Building Two Buns That Work Together
- Create a center part from your hairline to the nape of your neck
- Divide your hair into two equal sections, one on each side
- On the left side, gather hair into a ponytail positioned toward the upper-left crown area
- Repeat on the right side, creating a matching ponytail on the upper-right crown
- Tease both ponytails generously at the base
- Twist each ponytail loosely around itself
- Coil each twisted section into a soft bun shape, positioning the buns close together so they appear almost connected
- Secure each bun with 6-8 bobby pins
- Leave some smaller pieces loose around your face and at the nape for texture and softness
- Curl the loose pieces gently with a 1-inch curling iron
- Finish with a flexible-hold spray that won’t make either bun look stiff or overly constructed
Worth knowing: The success of this style depends on symmetry — ensure both buns are approximately the same size and positioned at the same height. Asymmetry reads as accidental rather than intentional with this particular style.
Final Thoughts
Messy bun hairstyles have become an essential part of the Indian wedding styling toolkit because they’re genuinely versatile, deeply photogenic, and practical enough to survive hours of celebration. The ten styles above represent the full spectrum — from romantic and delicate to bold and modern, from simple half-up versions to technically complex braided variations. Each one can be adapted to suit your specific hair type, the formality of your event, and your personal aesthetic.
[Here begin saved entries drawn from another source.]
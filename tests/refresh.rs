#[cfg(test)]
mod tests {
    use chrono::{Duration as ChronoDuration, NaiveDate, NaiveDateTime};
    use lenslog::libs::cycle::{LensCycle, LensKind};
    use lenslog::libs::refresh::{countdown, Ended, RefreshTask, Tick};
    use std::sync::atomic::{AtomicU32, Ordering};
    use std::sync::{Arc, Mutex};
    use std::time::Duration;

    fn cycle(start: NaiveDateTime, hours: i64) -> LensCycle {
        LensCycle {
            start_time: start,
            kind: LensKind::Daily,
            nominal: ChronoDuration::hours(hours),
            pairs_remaining: 0,
            is_active: true,
        }
    }

    fn start() -> NaiveDateTime {
        NaiveDate::from_ymd_opt(2024, 1, 1).unwrap().and_hms_opt(8, 0, 0).unwrap()
    }

    #[tokio::test]
    async fn test_task_finishes_on_its_own() {
        let calls = Arc::new(AtomicU32::new(0));
        let counter = calls.clone();

        let task = RefreshTask::spawn(Duration::from_millis(5), move || {
            if counter.fetch_add(1, Ordering::SeqCst) + 1 >= 3 {
                Tick::Finished
            } else {
                Tick::Continue
            }
        });

        assert_eq!(task.finished().await, 3);
        assert_eq!(calls.load(Ordering::SeqCst), 3);
    }

    #[tokio::test]
    async fn test_stop_is_cooperative() {
        let calls = Arc::new(AtomicU32::new(0));
        let counter = calls.clone();
        let task = RefreshTask::spawn(Duration::from_millis(5), move || {
            counter.fetch_add(1, Ordering::SeqCst);
            Tick::Continue
        });

        tokio::time::sleep(Duration::from_millis(30)).await;
        let ticks = task.stop().await;

        assert!(ticks >= 1);
        assert_eq!(ticks as u32, calls.load(Ordering::SeqCst));
        tokio::time::sleep(Duration::from_millis(20)).await;
        assert_eq!(ticks as u32, calls.load(Ordering::SeqCst));
    }

    #[tokio::test]
    async fn test_run_until_shutdown() {
        let task = RefreshTask::spawn(Duration::from_millis(5), || Tick::Continue);

        let ended = task.run_until(tokio::time::sleep(Duration::from_millis(20))).await;

        assert!(matches!(ended, Ended::Stopped(ticks) if ticks >= 1));
    }

    #[tokio::test]
    async fn test_run_until_reports_finish() {
        let task = RefreshTask::spawn(Duration::from_millis(5), || Tick::Finished);

        let ended = task.run_until(std::future::pending::<()>()).await;

        assert_eq!(ended, Ended::Finished(1));
    }

    #[tokio::test]
    async fn test_countdown_stops_at_zero() {
        let clock = Arc::new(Mutex::new(start()));
        let rendered = Arc::new(Mutex::new(Vec::new()));

        let tick_clock = clock.clone();
        let sink = rendered.clone();
        let on_tick = countdown(
            cycle(start(), 2),
            move || {
                let mut now = tick_clock.lock().unwrap();
                let current = *now;
                *now += ChronoDuration::hours(1);
                current
            },
            move |left| sink.lock().unwrap().push(left),
        );

        let task = RefreshTask::spawn(Duration::from_millis(1), on_tick);
        assert_eq!(task.finished().await, 3);

        let rendered = rendered.lock().unwrap();
        assert_eq!(
            *rendered,
            vec![ChronoDuration::hours(2), ChronoDuration::hours(1), ChronoDuration::zero()]
        );
    }

    #[test]
    fn test_countdown_closure_without_runtime() {
        let mut on_tick = countdown(cycle(start(), 1), || start() + ChronoDuration::minutes(30), |_| {});
        assert_eq!(on_tick(), Tick::Continue);

        let mut on_tick = countdown(cycle(start(), 1), || start() + ChronoDuration::hours(3), |_| {});
        assert_eq!(on_tick(), Tick::Finished);
    }
}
The real skill in creating an Indian wedding messy bun isn’t in achieving perfect sloppiness — it’s in creating intentional texture, supporting that texture with strategic bobby pins and secure anchoring, and then selecting embellishments that coordinate with your outfit and jewelry. A truly gorgeous wedding messy bun is equal parts technique, product, and styling choices that feel thought-through rather than accidental.
Test whichever style appeals to you most well before your event. Have your hairstylist create it at least twice during consultations so you understand exactly which products work best, how long the style lasts, and whether any adjustments make it feel more comfortable or more photogenic. Consider creating your style the night before whenever possible — sleeping gently on a messy bun actually improves its texture and creates that lived-in quality that photographs beautifully.
Whether you’re the bride or a guest, a messy bun offers the perfect balance of elegance and ease that suits the joy and movement of an Indian wedding celebration.